- Task requirements: Please show every line from the entries that carries the word "used".

- Data for this exercise:
===

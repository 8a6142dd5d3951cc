//! Property-based tests for the constant registry
//!
//! These tests use proptest to verify lookup and validation invariants across many randomly
//! generated names and tables.

use std::collections::HashSet;

use easel_core::consts::builder::RegistryBuilder;
use easel_core::consts::registry::Visibility;
use easel_core::{Category, ConstValue, ConstantEntry, ConstantRegistry, RegistryError};
use proptest::prelude::*;

fn leak(s: String) -> &'static str {
    Box::leak(s.into_boxed_str())
}

fn color_entry(name: &'static str, code: u32) -> ConstantEntry {
    ConstantEntry {
        name,
        value: ConstValue::Int(code),
        visibility: Visibility::Public,
        category: Category::Color,
        description: "Generated test constant.",
    }
}

/// Distinct upper-snake names paired with distinct codes.
fn distinct_table() -> impl Strategy<Value = Vec<(String, u32)>> {
    prop::collection::hash_set("[A-Z][A-Z0-9_]{0,12}", 1..12).prop_flat_map(|names| {
        let len = names.len();
        (
            Just(names.into_iter().collect::<Vec<_>>()),
            prop::collection::hash_set(0u32..10_000, len),
        )
            .prop_map(|(names, codes)| names.into_iter().zip(codes).collect())
    })
}

// =============================================================================
// Lookup Properties
// =============================================================================

mod lookup_tests {
    use super::*;

    proptest! {
        /// Property: a lookup succeeds exactly when a public entry has that name
        #[test]
        fn lookup_matches_declared_names(name in "[A-Za-z_][A-Za-z0-9_]{0,20}") {
            let registry = ConstantRegistry::global();
            let declared = registry.entries().any(|e| e.name == name);
            match registry.get(&name) {
                Ok(_) => prop_assert!(declared),
                Err(RegistryError::UnknownName { name: reported }) => {
                    prop_assert!(!declared);
                    prop_assert_eq!(reported, name);
                }
                Err(other) => prop_assert!(false, "unexpected error {other:?}"),
            }
        }

        /// Property: repeated lookups of the same name return identical results
        #[test]
        fn lookup_is_stable(index in 0usize..512) {
            let registry = ConstantRegistry::global();
            let entries: Vec<_> = registry.entries().collect();
            let entry = entries[index % entries.len()];
            let first = registry.get(entry.name);
            for _ in 0..3 {
                prop_assert_eq!(&registry.get(entry.name), &first);
            }
            prop_assert_eq!(first, Ok(entry.value));
        }

        /// Property: lowercasing a mixed-case name never finds a different constant
        #[test]
        fn lookup_is_case_sensitive(index in 0usize..512) {
            let registry = ConstantRegistry::global();
            let entries: Vec<_> = registry.entries().collect();
            let entry = entries[index % entries.len()];
            let lower = entry.name.to_ascii_lowercase();
            if lower != entry.name {
                prop_assert!(!registry.has(&lower));
            }
        }
    }
}

// =============================================================================
// Validation Properties
// =============================================================================

mod validation_tests {
    use super::*;

    proptest! {
        /// Property: distinct names with distinct values always build
        #[test]
        fn distinct_tables_build(table in distinct_table()) {
            let builder = table
                .into_iter()
                .fold(RegistryBuilder::new(), |b, (name, code)| b.entry(color_entry(leak(name), code)));
            let registry = builder.build();
            prop_assert!(registry.is_ok(), "{:?}", registry.err());
        }

        /// Property: repeating any declared name is rejected
        #[test]
        fn repeated_names_are_rejected(table in distinct_table(), pick in any::<prop::sample::Index>()) {
            let (dup_name, _) = table[pick.index(table.len())].clone();
            let dup = leak(dup_name);
            let used: HashSet<u32> = table.iter().map(|(_, c)| *c).collect();
            let fresh_code = (10_000u32..).find(|c| !used.contains(c)).unwrap();

            let builder = table
                .into_iter()
                .fold(RegistryBuilder::new(), |b, (name, code)| b.entry(color_entry(leak(name), code)));
            let result = builder.entry(color_entry(dup, fresh_code)).build();
            prop_assert_eq!(result.err(), Some(RegistryError::DuplicateName { name: dup }));
        }

        /// Property: two undeclared names sharing a value in one category are rejected
        #[test]
        fn shared_values_need_a_declaration(table in distinct_table(), pick in any::<prop::sample::Index>()) {
            let shared_code = table[pick.index(table.len())].1;
            let names: HashSet<&str> = table.iter().map(|(n, _)| n.as_str()).collect();
            let twin = leak(
                (0..)
                    .map(|i| format!("TWIN_{i}"))
                    .find(|n| !names.contains(n.as_str()))
                    .unwrap(),
            );

            let builder = table
                .into_iter()
                .fold(RegistryBuilder::new(), |b, (name, code)| b.entry(color_entry(leak(name), code)));
            let result = builder.entry(color_entry(twin, shared_code)).build();
            prop_assert!(matches!(result, Err(RegistryError::UndeclaredAlias { .. })), "{:?}", result);
        }
    }
}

===

- Your response:
            let used: HashSet<u32> = table.iter().map(|(_, c)| *c).collect();
            let fresh_code = (10_000u32..).find(|c| !used.contains(c)).unwrap();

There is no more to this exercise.